## Prompt
Your answer should be an exact copy of every record.

Dataset entries:
+++
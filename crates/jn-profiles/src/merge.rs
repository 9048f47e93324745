use serde_json::Value;

/// Recursive key-wise merge of `overlay` into `base`.
///
/// Two mappings merge key by key; for any other pair of types the overlay
/// value replaces the base. Lists are never merged element-wise.
pub fn deep_merge(base: &mut Value, overlay: Value) {
    match (base, overlay) {
        (Value::Object(base_map), Value::Object(overlay_map)) => {
            for (key, value) in overlay_map {
                match base_map.get_mut(&key) {
                    Some(slot) => deep_merge(slot, value),
                    None => {
                        base_map.insert(key, value);
                    }
                }
            }
        }
        (slot, value) => *slot = value,
    }
}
+++
## Completed exercise
filename crates/jn-profiles/src/merge.rs
repository 9048f47e93324745
use serde_json::Value;

/// Recursive key-wise merge of `overlay` into `base`.
///
/// Two mappings merge key by key; for any other pair of types the overlay
/// value replaces the base. Lists are never merged element-wise.
pub fn deep_merge(base: &mut Value, overlay: Value) {
    match (base, overlay) {
        (Value::Object(base_map), Value::Object(overlay_map)) => {
            for (key, value) in overlay_map {
                match base_map.get_mut(&key) {
                    Some(slot) => deep_merge(slot, value),
                    None => {
                        base_map.insert(key, value);
                    }
                }
            }
        }
        (slot, value) => *slot = value,
    }
}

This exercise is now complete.